I can’t possibly go into enough detail about what was going through my head in the time leading up to that night to help you understand better. Nor can I explain everything going through my head while I was trying to recover from that incident, both physically and mentally. I can tell you that once a person gets so low that suicide “seems” like the only option, the only escape, there isn’t much you can do to convince them otherwise, unless you know that person well enough to work with them. People that are depressed are tricky to handle. They don’t need your sympathy and they don’t need you to tell them what to do. They need support, they need a shoulder, and they need an ear. Most need professional help, which could be whole different ball game if they are in denial.

Anyways, I got a little bit off topic there.  The point is suicide is NOT the answer.  There are people out there, whether professionals or otherwise, that are willing to help. Everyone has SOMEONE they can talk to. A family member, friend, spouse, co worker, SOMEONE will listen, if you ask. Am I ashamed of my decision to try to end my life? Most certainly. Am I embarrassed to admit that I was there, in that deep, dark place? No, I am glad I was there so I can better appreciate the life I have now. Was I thinking about anyone else when I made that decision, took that step? No, I was only thinking of myself. I was thinking that my life was too terrible to live, and I was not about to ask anyone for help. I refused to believe that I had any “real” friends, that anyone loved me, that anyone would even care that I was gone. Boy was I wrong about that.

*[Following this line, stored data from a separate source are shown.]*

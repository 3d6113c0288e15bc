//! Domain types for the admission queue.
//!
//! Identifiers are validated once at the edge (`ClientId::parse`,
//! `PriorityWeight::try_from_i64`) so the queue itself never sees malformed
//! input and never sends it to the store.

use crate::error::{AdmissionError, Result};
use chrono::{DateTime, Utc};
use serde::{Deserialize, Serialize};
use std::fmt;

/// Divisor applied to the join timestamp when building a score.
///
/// Large enough that the timestamp term stays below one whole weight unit
/// for any realistic clock value, so it only ever breaks ties.
pub const TIE_BREAK_DIVISOR: f64 = 1e10;

/// Largest accepted priority weight.
///
/// Joins one second apart differ by `1e-10` in score. Below this bound an
/// f64 score still resolves that gap (its ulp stays under `1.5e-11`), so
/// equal weights keep join order. Sub-second order is exact only for weights
/// below 512; closer joins fall back to the store's member ordering.
pub const MAX_PRIORITY_WEIGHT: u64 = 100_000;

/// Normalized client identity (a lower-cased wallet address in practice).
#[derive(Debug, Clone, PartialEq, Eq, Hash, PartialOrd, Ord, Serialize, Deserialize)]
#[serde(transparent)]
pub struct ClientId(String);

impl ClientId {
    /// Parse and normalize a raw client identifier.
    ///
    /// Surrounding whitespace is trimmed and the value is lower-cased, so
    /// `"0xABC"` and `" 0xabc "` name the same client.
    ///
    /// # Errors
    ///
    /// Returns [`AdmissionError::EmptyClientId`] if nothing is left after trimming.
    ///
    /// # Examples
    ///
    /// ```
    /// # use admission_core::ClientId;
    /// let id = ClientId::parse(" 0xAbC ").unwrap();
    /// assert_eq!(id.as_str(), "0xabc");
    /// assert!(ClientId::parse("   ").is_err());
    /// ```
    pub fn parse(raw: &str) -> Result<Self> {
        let normalized = raw.trim().to_lowercase();
        if normalized.is_empty() {
            return Err(AdmissionError::EmptyClientId);
        }
        Ok(Self(normalized))
    }

    /// Borrow the normalized identifier.
    #[must_use]
    pub fn as_str(&self) -> &str {
        &self.0
    }
}

impl fmt::Display for ClientId {
    fn fmt(&self, f: &mut fmt::Formatter<'_>) -> fmt::Result {
        f.write_str(&self.0)
    }
}

impl AsRef<str> for ClientId {
    fn as_ref(&self) -> &str {
        &self.0
    }
}

/// Redeemed priority units. Higher weight ranks earlier in the queue.
#[derive(Debug, Clone, Copy, PartialEq, Eq, Hash, PartialOrd, Ord, Default, Serialize, Deserialize)]
#[serde(transparent)]
pub struct PriorityWeight(u64);

impl PriorityWeight {
    /// Weight of a client that redeemed nothing.
    pub const ZERO: Self = Self(0);

    /// Create a weight from an unsigned amount, clamped to
    /// [`MAX_PRIORITY_WEIGHT`].
    #[must_use]
    pub const fn new(units: u64) -> Self {
        if units > MAX_PRIORITY_WEIGHT {
            Self(MAX_PRIORITY_WEIGHT)
        } else {
            Self(units)
        }
    }

    /// Create a weight from a signed amount as received on the wire.
    ///
    /// # Errors
    ///
    /// Returns [`AdmissionError::NegativeWeight`] for negative input and
    /// [`AdmissionError::WeightTooLarge`] above [`MAX_PRIORITY_WEIGHT`].
    pub fn try_from_i64(units: i64) -> Result<Self> {
        let units = u64::try_from(units).map_err(|_| AdmissionError::NegativeWeight(units))?;
        if units > MAX_PRIORITY_WEIGHT {
            return Err(AdmissionError::WeightTooLarge {
                units,
                max: MAX_PRIORITY_WEIGHT,
            });
        }
        Ok(Self(units))
    }

    /// Number of priority units.
    #[must_use]
    pub const fn units(self) -> u64 {
        self.0
    }
}

impl fmt::Display for PriorityWeight {
    fn fmt(&self, f: &mut fmt::Formatter<'_>) -> fmt::Result {
        write!(f, "{}", self.0)
    }
}

/// Compute the waiting-list score for a join at `joined_at`.
///
/// `score = weight - joined_at_seconds / TIE_BREAK_DIVISOR`. Among equal
/// weights the earlier join has the larger score and therefore ranks first.
#[must_use]
#[allow(clippy::cast_precision_loss)] // Weights and millisecond timestamps fit well inside f64 for ordering
pub fn priority_score(weight: PriorityWeight, joined_at: DateTime<Utc>) -> f64 {
    let seconds = joined_at.timestamp_millis() as f64 / 1000.0;
    weight.units() as f64 - seconds / TIE_BREAK_DIVISOR
}

/// Result of joining the queue.
#[derive(Debug, Clone, PartialEq, Eq, Serialize, Deserialize)]
pub struct JoinOutcome {
    /// Normalized client identifier
    pub client_id: ClientId,
    /// 1-indexed position in the waiting list (0 if not waiting)
    pub queue_position: u64,
    /// Weight the client joined with
    pub priority_weight: PriorityWeight,
    /// Whether the client currently holds an active slot
    pub is_active: bool,
}

/// Read-only view of a client's place in line.
#[derive(Debug, Clone, PartialEq, Eq, Serialize, Deserialize)]
pub struct PositionReport {
    /// Normalized client identifier
    pub client_id: ClientId,
    /// 1-indexed position in the waiting list (0 if not waiting)
    pub queue_position: u64,
    /// Whether the client may purchase right now
    pub can_purchase: bool,
}

/// Status reported by [`complete`](crate::queue::AdmissionQueue::complete).
#[derive(Debug, Clone, Copy, PartialEq, Eq, Serialize, Deserialize)]
#[serde(rename_all = "snake_case")]
pub enum CompleteStatus {
    /// The client has been removed from both containers.
    Completed,
}

/// Result of completing a purchase.
#[derive(Debug, Clone, PartialEq, Eq, Serialize, Deserialize)]
pub struct CompleteOutcome {
    /// Always [`CompleteStatus::Completed`]
    pub status: CompleteStatus,
    /// Normalized client identifier
    pub client_id: ClientId,
}

/// Status reported by [`leave`](crate::queue::AdmissionQueue::leave).
#[derive(Debug, Clone, Copy, PartialEq, Eq, Serialize, Deserialize)]
#[serde(rename_all = "snake_case")]
pub enum LeaveStatus {
    /// Removal went through (whether or not the client was present).
    Removed,
    /// The store failed; the client may still be present.
    Error,
}

/// Result of leaving the queue.
#[derive(Debug, Clone, PartialEq, Eq, Serialize, Deserialize)]
pub struct LeaveOutcome {
    /// Whether removal went through
    pub status: LeaveStatus,
    /// Normalized client identifier
    pub client_id: ClientId,
    /// Whether the client was in the waiting list before removal
    pub was_in_queue: bool,
}

/// Aggregate queue occupancy.
#[derive(Debug, Clone, Copy, PartialEq, Eq, Serialize, Deserialize)]
pub struct QueueStats {
    /// Number of clients in the waiting list
    pub queue_size: u64,
    /// Number of clients holding an active slot
    pub active_buyers: u64,
    /// Free active slots (`max_active - active_buyers`, floored at zero)
    pub available_slots: u64,
}
//! # Admission Runtime
//!
//! Background machinery around the admission queue.
//!
//! ## Core Components
//!
//! - **[`ActivationScheduler`]**: startup handshake plus a fixed-interval
//!   activation sweep, stoppable through a `watch` channel
//! - **[`RetryPolicy`]**: bounded retries for the startup handshake
//! - **[`MetricsServer`]**: Prometheus recorder and text exposition
//!
//! ## Example
//!
//! ```ignore
//! use admission_runtime::{ActivationScheduler, SchedulerConfig};
//!
//! let (scheduler, shutdown) = ActivationScheduler::new(queue, SchedulerConfig::default())?;
//! let handle = scheduler.spawn();
//!
//! // ... serve requests ...
//!
//! shutdown.send(true).ok();
//! handle.await?;
//! ```

/// Prometheus metrics for observability
pub mod metrics;

/// Retry policy for the startup handshake
pub mod retry;

/// Periodic activation sweep
pub mod scheduler;

pub use metrics::{MetricsError, MetricsServer};
pub use retry::{RetryPolicy, retry_with_predicate};
pub use scheduler::{ActivationScheduler, SchedulerConfig};
//! Router configuration.

use crate::handlers::health::{health_check, metrics, readiness_check};
use crate::handlers::queue::{
    can_purchase, complete_purchase, get_position, get_stats, join_queue, leave_queue,
};
use crate::state::AppState;
use axum::{
    Router,
    routing::{get, post},
};
use tower::ServiceBuilder;
use tower_http::{cors::CorsLayer, trace::TraceLayer};

/// Build the complete Axum router.
///
/// Queue routes live under `/queue`; health, readiness and metrics sit at
/// the root and are unauthenticated.
pub fn build_router(state: AppState) -> Router {
    let queue_routes = Router::new()
        .route("/join", post(join_queue))
        .route("/position/:user_address", get(get_position))
        .route("/can-purchase/:user_address", get(can_purchase))
        .route("/complete/:user_address", post(complete_purchase))
        .route("/leave", post(leave_queue))
        .route("/stats", get(get_stats));

    Router::new()
        .route("/health", get(health_check))
        .route("/ready", get(readiness_check))
        .route("/metrics", get(metrics))
        .nest("/queue", queue_routes)
        .layer(
            ServiceBuilder::new()
                .layer(TraceLayer::new_for_http())
                .layer(CorsLayer::permissive()),
        )
        .with_state(state)
}
//! Error types for admission queue operations.

use thiserror::Error;

/// Result type alias for admission queue operations.
pub type Result<T> = std::result::Result<T, AdmissionError>;

/// Failures reported by an [`OrderedStore`](crate::store::OrderedStore).
///
/// Both variants are retryable from the caller's point of view: the queue
/// holds no state of its own, so repeating the operation once the store is
/// reachable again is always safe.
#[derive(Debug, Error, Clone, PartialEq, Eq)]
pub enum StoreError {
    /// The store could not be reached (connection refused, dropped, timed out).
    #[error("Ordered store unavailable: {0}")]
    Unavailable(String),

    /// The store was reached but rejected or failed the command.
    #[error("Ordered store command failed: {0}")]
    Command(String),
}

/// Failures reported by a [`PointsLedger`](crate::ledger::PointsLedger).
#[derive(Debug, Error, Clone, PartialEq, Eq)]
pub enum LedgerError {
    /// The client does not hold enough points for the redemption.
    #[error("Insufficient points: requested {requested}, available {available}")]
    InsufficientPoints {
        /// Points the client tried to redeem
        requested: u64,
        /// Points the client actually holds
        available: u64,
    },

    /// The ledger refused the redemption for another reason.
    #[error("Redemption rejected: {0}")]
    Rejected(String),

    /// The ledger could not be reached.
    #[error("Ledger unavailable: {0}")]
    Unavailable(String),
}

/// Error taxonomy for the admission queue.
#[derive(Debug, Error, Clone, PartialEq, Eq)]
pub enum AdmissionError {
    // ═══════════════════════════════════════════════════════════
    // Input Errors (rejected before reaching the store)
    // ═══════════════════════════════════════════════════════════

    /// Client identifier is empty or blank.
    #[error("Client identifier must not be empty")]
    EmptyClientId,

    /// Priority weight is negative.
    #[error("Priority weight must be non-negative, got {0}")]
    NegativeWeight(i64),

    /// Priority weight exceeds the largest weight scores can order.
    #[error("Priority weight must be at most {max}, got {units}")]
    WeightTooLarge {
        /// Requested weight
        units: u64,
        /// Largest accepted weight
        max: u64,
    },

    /// Queue configuration is unusable.
    #[error("Invalid queue configuration: {0}")]
    InvalidConfig(String),

    // ═══════════════════════════════════════════════════════════
    // Collaborator Errors
    // ═══════════════════════════════════════════════════════════

    /// The ordered store failed; retry with backoff.
    #[error(transparent)]
    Store(#[from] StoreError),

    /// The points ledger refused or failed the redemption.
    #[error(transparent)]
    Ledger(#[from] LedgerError),
}

impl AdmissionError {
    /// Returns `true` if the error was caused by malformed caller input.
    ///
    /// # Examples
    ///
    /// ```
    /// # use admission_core::AdmissionError;
    /// assert!(AdmissionError::EmptyClientId.is_user_error());
    /// assert!(!AdmissionError::InvalidConfig("max_active".into()).is_user_error());
    /// ```
    #[must_use]
    pub const fn is_user_error(&self) -> bool {
        matches!(
            self,
            Self::EmptyClientId | Self::NegativeWeight(_) | Self::WeightTooLarge { .. }
        )
    }

    /// Returns `true` if repeating the operation later may succeed.
    #[must_use]
    pub const fn is_retryable(&self) -> bool {
        matches!(
            self,
            Self::Store(_) | Self::Ledger(LedgerError::Unavailable(_))
        )
    }
}
//! Prometheus export for the queue metrics.
//!
//! The recorders live in [`admission_core::telemetry`] so the queue can
//! record without depending on this crate. This module installs the global
//! Prometheus recorder, registers descriptions for every queue metric, and
//! renders the text exposition served at `/metrics`.
//!
//! # Example
//!
//! ```rust,no_run
//! use admission_runtime::metrics::MetricsServer;
//!
//! # fn example() -> Result<(), Box<dyn std::error::Error>> {
//! let mut server = MetricsServer::new();
//! server.start()?;
//!
//! let exposition = server.render().unwrap_or_default();
//! # Ok(())
//! # }
//! ```

use admission_core::telemetry::{
    ACTIVE_BUYERS, ADMITTED_TOTAL, COMPLETED_TOTAL, JOINS_TOTAL, LEAVE_ERRORS_TOTAL, LEFT_TOTAL,
    SCHEDULER_TICKS_TOTAL, WAITING_CLIENTS,
};
use metrics::{describe_counter, describe_gauge};
use metrics_exporter_prometheus::{PrometheusBuilder, PrometheusHandle};
use std::fmt;
use thiserror::Error;

pub use admission_core::telemetry::QueueMetrics;

/// Errors from metrics operations.
#[derive(Error, Debug)]
pub enum MetricsError {
    /// Failed to install metrics exporter
    #[error("Failed to install metrics exporter: {0}")]
    Install(String),
}

/// Prometheus recorder owner.
///
/// Holds the handle used to render metrics for scraping.
#[derive(Default)]
pub struct MetricsServer {
    handle: Option<PrometheusHandle>,
}

impl fmt::Debug for MetricsServer {
    fn fmt(&self, f: &mut fmt::Formatter<'_>) -> fmt::Result {
        f.debug_struct("MetricsServer")
            .field("installed", &self.handle.is_some())
            .finish()
    }
}

impl MetricsServer {
    /// Create a server with no recorder installed yet.
    #[must_use]
    pub const fn new() -> Self {
        Self { handle: None }
    }

    /// Register metric descriptions and install the global recorder.
    ///
    /// # Errors
    ///
    /// Returns [`MetricsError::Install`] if the exporter cannot be installed.
    /// A recorder that is already installed (common in tests) is not an
    /// error; [`handle`](Self::handle) stays `None` in that case.
    pub fn start(&mut self) -> Result<(), MetricsError> {
        register_metrics();

        match PrometheusBuilder::new().install_recorder() {
            Ok(handle) => {
                self.handle = Some(handle);
                tracing::info!("Prometheus recorder installed");
                Ok(())
            }
            Err(e) => {
                let err_msg = e.to_string();
                if err_msg.contains("already initialized") {
                    tracing::warn!("Metrics recorder already initialized, skipping re-initialization");
                    Ok(())
                } else {
                    Err(MetricsError::Install(err_msg))
                }
            }
        }
    }

    /// Get the metrics handle for rendering.
    #[must_use]
    pub const fn handle(&self) -> Option<&PrometheusHandle> {
        self.handle.as_ref()
    }

    /// Render current metrics in Prometheus format.
    ///
    /// Returns `None` if this server did not install the recorder.
    #[must_use]
    pub fn render(&self) -> Option<String> {
        self.handle.as_ref().map(PrometheusHandle::render)
    }
}

fn register_metrics() {
    describe_counter!(JOINS_TOTAL, "Total number of joins, re-joins included");
    describe_counter!(ADMITTED_TOTAL, "Total number of clients admitted to the active set");
    describe_counter!(COMPLETED_TOTAL, "Total number of completed purchases");
    describe_counter!(LEFT_TOTAL, "Total number of clients that left the queue");
    describe_counter!(LEAVE_ERRORS_TOTAL, "Total number of leaves that failed against the store");
    describe_counter!(SCHEDULER_TICKS_TOTAL, "Total number of scheduler activation passes");
    describe_gauge!(WAITING_CLIENTS, "Clients in the waiting list at the last stats read");
    describe_gauge!(ACTIVE_BUYERS, "Clients holding an active slot at the last stats read");
}

#[cfg(test)]
mod tests {
    use super::*;

    #[test]
    fn test_metrics_server_creation() {
        let server = MetricsServer::new();
        assert!(server.handle().is_none());
        assert!(server.render().is_none());
        assert_eq!(format!("{server:?}"), "MetricsServer { installed: false }");
    }

    #[test]
    fn test_metrics_server_start_renders_queue_metrics() {
        let mut server = MetricsServer::new();
        assert!(server.start().is_ok());

        QueueMetrics::record_join();
        QueueMetrics::record_occupancy(4, 2);

        // Another test in this process may own the recorder.
        if let Some(output) = server.render() {
            assert!(output.contains(JOINS_TOTAL));
            assert!(output.contains(WAITING_CLIENTS));
        }
    }
}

I will end this blog entry by saying that I really wouldn’t be who I am, or where I am today if I wouldn’t have made such a selfish decision 8 years ago. I am not “proud” of my actions by any means; I simply realize that it’s part of who I am. And that will never change. There are still days I struggle. I have not been that low again, because I learned how to cope before things get that bad. I am not ashamed to admit that I do have a history of depression and it’s something that I live with and deal with to this day.